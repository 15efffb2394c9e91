//! Narrative daily reports via a text-generation API.

use async_trait::async_trait;
use chrono::{Local, NaiveDate};
use reqwest::header::{HeaderMap, HeaderValue, CONTENT_TYPE};
use rollcall_core::report::{build_prompt, summarize};
use rollcall_core::{AttendanceRecord, Identity};
use serde::{Deserialize, Serialize};
use std::sync::Arc;
use std::time::Duration;
use thiserror::Error;

const API_BASE: &str = "https://generativelanguage.googleapis.com/v1beta";

pub const REPORT_FAILED: &str =
    "Error generating report. Please check your API key or network connection.";
pub const REPORT_EMPTY: &str = "Unable to generate report.";

#[derive(Error, Debug)]
pub enum ReportError {
    #[error("no API key configured")]
    MissingApiKey,
    #[error("invalid API key: {0}")]
    InvalidApiKey(String),
    #[error("HTTP error: {0}")]
    Http(#[from] reqwest::Error),
    #[error("API returned {status}: {body}")]
    Api { status: u16, body: String },
    #[error("report generation did not finish within {0:?}")]
    Timeout(Duration),
}

/// Prompt in, text out.
#[async_trait]
pub trait TextGenerator: Send + Sync {
    async fn generate(&self, prompt: &str) -> Result<String, ReportError>;
}

/// Gemini `generateContent` client.
pub struct GeminiClient {
    client: reqwest::Client,
    endpoint: String,
}

impl GeminiClient {
    pub fn new(api_key: &str, model: &str) -> Result<Self, ReportError> {
        let key = api_key.trim();
        if key.is_empty() {
            return Err(ReportError::MissingApiKey);
        }
        let mut headers = HeaderMap::new();
        headers.insert(CONTENT_TYPE, HeaderValue::from_static("application/json"));
        headers.insert(
            "x-goog-api-key",
            HeaderValue::from_str(key).map_err(|e| ReportError::InvalidApiKey(e.to_string()))?,
        );
        let client = reqwest::Client::builder().default_headers(headers).build()?;
        Ok(Self {
            client,
            endpoint: format!("{API_BASE}/models/{model}:generateContent"),
        })
    }
}

#[derive(Serialize)]
struct ApiRequest<'a> {
    contents: [ApiContent<'a>; 1],
}

#[derive(Serialize)]
struct ApiContent<'a> {
    parts: [ApiPart<'a>; 1],
}

#[derive(Serialize)]
struct ApiPart<'a> {
    text: &'a str,
}

#[derive(Deserialize, Default)]
struct ApiResponse {
    #[serde(default)]
    candidates: Vec<ApiCandidate>,
}

#[derive(Deserialize)]
struct ApiCandidate {
    #[serde(default)]
    content: Option<ApiCandidateContent>,
}

#[derive(Deserialize)]
struct ApiCandidateContent {
    #[serde(default)]
    parts: Vec<ApiCandidatePart>,
}

#[derive(Deserialize)]
struct ApiCandidatePart {
    #[serde(default)]
    text: Option<String>,
}

impl ApiResponse {
    /// Concatenated text of the first candidate.
    fn text(self) -> String {
        self.candidates
            .into_iter()
            .next()
            .and_then(|c| c.content)
            .map(|c| c.parts.into_iter().filter_map(|p| p.text).collect())
            .unwrap_or_default()
    }
}

#[async_trait]
impl TextGenerator for GeminiClient {
    async fn generate(&self, prompt: &str) -> Result<String, ReportError> {
        let body = ApiRequest {
            contents: [ApiContent {
                parts: [ApiPart { text: prompt }],
            }],
        };
        let response = self.client.post(&self.endpoint).json(&body).send().await?;
        let status = response.status();
        if !status.is_success() {
            let body = response.text().await.unwrap_or_default();
            return Err(ReportError::Api {
                status: status.as_u16(),
                body,
            });
        }
        let parsed: ApiResponse = response.json().await?;
        Ok(parsed.text())
    }
}

/// Turns a day's attendance into a narrative report.
///
/// Never fails: every error path degrades to [`REPORT_FAILED`], and an
/// empty reply to [`REPORT_EMPTY`].
pub struct Summarizer {
    generator: Option<Arc<dyn TextGenerator>>,
    timeout: Duration,
}

impl Summarizer {
    pub fn new(generator: Option<Arc<dyn TextGenerator>>, timeout: Duration) -> Self {
        Self { generator, timeout }
    }

    /// Build from an optional API key. A bad key disables generation.
    pub fn from_api_key(api_key: Option<&str>, model: &str, timeout: Duration) -> Self {
        let generator = match api_key.map(|key| GeminiClient::new(key, model)) {
            Some(Ok(client)) => Some(Arc::new(client) as Arc<dyn TextGenerator>),
            Some(Err(e)) => {
                tracing::warn!(error = %e, "report generation disabled");
                None
            }
            None => {
                tracing::info!("no API key configured; reports disabled");
                None
            }
        };
        Self::new(generator, timeout)
    }

    pub async fn daily_report(
        &self,
        log: &[AttendanceRecord],
        roster: &[Identity],
        date: NaiveDate,
    ) -> String {
        let summary = summarize(log, roster, date, &Local);
        let prompt = build_prompt(&summary, date);

        match self.generate(&prompt).await {
            Ok(text) if text.trim().is_empty() => REPORT_EMPTY.to_string(),
            Ok(text) => text,
            Err(e) => {
                tracing::error!(error = %e, %date, "report generation failed");
                REPORT_FAILED.to_string()
            }
        }
    }

    async fn generate(&self, prompt: &str) -> Result<String, ReportError> {
        let generator = self.generator.as_ref().ok_or(ReportError::MissingApiKey)?;
        tokio::time::timeout(self.timeout, generator.generate(prompt))
            .await
            .map_err(|_| ReportError::Timeout(self.timeout))?
    }
}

- - -

- _Problem_
An exact retyping of the full listing is required.

- _Result for this task_
repository 15efffb2394c9e91
//! Narrative daily reports via a text-generation API.

use async_trait::async_trait;
use chrono::{Local, NaiveDate};
use reqwest::header::{HeaderMap, HeaderValue, CONTENT_TYPE};
use rollcall_core::report::{build_prompt, summarize};
use rollcall_core::{AttendanceRecord, Identity};
use serde::{Deserialize, Serialize};
use std::sync::Arc;
use std::time::Duration;
use thiserror::Error;

const API_BASE: &str = "https://generativelanguage.googleapis.com/v1beta";

pub const REPORT_FAILED: &str =
    "Error generating report. Please check your API key or network connection.";
pub const REPORT_EMPTY: &str = "Unable to generate report.";

#[derive(Error, Debug)]
pub enum ReportError {
    #[error("no API key configured")]
    MissingApiKey,
    #[error("invalid API key: {0}")]
    InvalidApiKey(String),
    #[error("HTTP error: {0}")]
    Http(#[from] reqwest::Error),
    #[error("API returned {status}: {body}")]
    Api { status: u16, body: String },
    #[error("report generation did not finish within {0:?}")]
    Timeout(Duration),
}

/// Prompt in, text out.
#[async_trait]
pub trait TextGenerator: Send + Sync {
    async fn generate(&self, prompt: &str) -> Result<String, ReportError>;
}

/// Gemini `generateContent` client.
pub struct GeminiClient {
    client: reqwest::Client,
    endpoint: String,
}

impl GeminiClient {
    pub fn new(api_key: &str, model: &str) -> Result<Self, ReportError> {
        let key = api_key.trim();
        if key.is_empty() {
            return Err(ReportError::MissingApiKey);
        }
        let mut headers = HeaderMap::new();
        headers.insert(CONTENT_TYPE, HeaderValue::from_static("application/json"));
        headers.insert(
            "x-goog-api-key",
            HeaderValue::from_str(key).map_err(|e| ReportError::InvalidApiKey(e.to_string()))?,
        );
        let client = reqwest::Client::builder().default_headers(headers).build()?;
        Ok(Self {
            client,
            endpoint: format!("{API_BASE}/models/{model}:generateContent"),
        })
    }
}

#[derive(Serialize)]
struct ApiRequest<'a> {
    contents: [ApiContent<'a>; 1],
}

#[derive(Serialize)]
struct ApiContent<'a> {
    parts: [ApiPart<'a>; 1],
}

#[derive(Serialize)]
struct ApiPart<'a> {
    text: &'a str,
}

#[derive(Deserialize, Default)]
struct ApiResponse {
    #[serde(default)]
    candidates: Vec<ApiCandidate>,
}

#[derive(Deserialize)]
struct ApiCandidate {
    #[serde(default)]
    content: Option<ApiCandidateContent>,
}

#[derive(Deserialize)]
struct ApiCandidateContent {
    #[serde(default)]
    parts: Vec<ApiCandidatePart>,
}

#[derive(Deserialize)]
struct ApiCandidatePart {
    #[serde(default)]
    text: Option<String>,
}

impl ApiResponse {
    /// Concatenated text of the first candidate.
    fn text(self) -> String {
        self.candidates
            .into_iter()
            .next()
            .and_then(|c| c.content)
            .map(|c| c.parts.into_iter().filter_map(|p| p.text).collect())
            .unwrap_or_default()
    }
}

#[async_trait]
impl TextGenerator for GeminiClient {
    async fn generate(&self, prompt: &str) -> Result<String, ReportError> {
        let body = ApiRequest {
            contents: [ApiContent {
                parts: [ApiPart { text: prompt }],
            }],
        };
        let response = self.client.post(&self.endpoint).json(&body).send().await?;
        let status = response.status();
        if !status.is_success() {
            let body = response.text().await.unwrap_or_default();
            return Err(ReportError::Api {
                status: status.as_u16(),
                body,
            });
        }
        let parsed: ApiResponse = response.json().await?;
        Ok(parsed.text())
    }
}

/// Turns a day's attendance into a narrative report.
///
/// Never fails: every error path degrades to [`REPORT_FAILED`], and an
/// empty reply to [`REPORT_EMPTY`].
pub struct Summarizer {
    generator: Option<Arc<dyn TextGenerator>>,
    timeout: Duration,
}

impl Summarizer {
    pub fn new(generator: Option<Arc<dyn TextGenerator>>, timeout: Duration) -> Self {
        Self { generator, timeout }
    }

    /// Build from an optional API key. A bad key disables generation.
    pub fn from_api_key(api_key: Option<&str>, model: &str, timeout: Duration) -> Self {
        let generator = match api_key.map(|key| GeminiClient::new(key, model)) {
            Some(Ok(client)) => Some(Arc::new(client) as Arc<dyn TextGenerator>),
            Some(Err(e)) => {
                tracing::warn!(error = %e, "report generation disabled");
                None
            }
            None => {
                tracing::info!("no API key configured; reports disabled");
                None
            }
        };
        Self::new(generator, timeout)
    }

    pub async fn daily_report(
        &self,
        log: &[AttendanceRecord],
        roster: &[Identity],
        date: NaiveDate,
    ) -> String {
        let summary = summarize(log, roster, date, &Local);
        let prompt = build_prompt(&summary, date);

        match self.generate(&prompt).await {
            Ok(text) if text.trim().is_empty() => REPORT_EMPTY.to_string(),
            Ok(text) => text,
            Err(e) => {
                tracing::error!(error = %e, %date, "report generation failed");
                REPORT_FAILED.to_string()
            }
        }
    }

    async fn generate(&self, prompt: &str) -> Result<String, ReportError> {
        let generator = self.generator.as_ref().ok_or(ReportError::MissingApiKey)?;
        tokio::time::timeout(self.timeout, generator.generate(prompt))
            .await
            .map_err(|_| ReportError::Timeout(self.timeout))?
    }
}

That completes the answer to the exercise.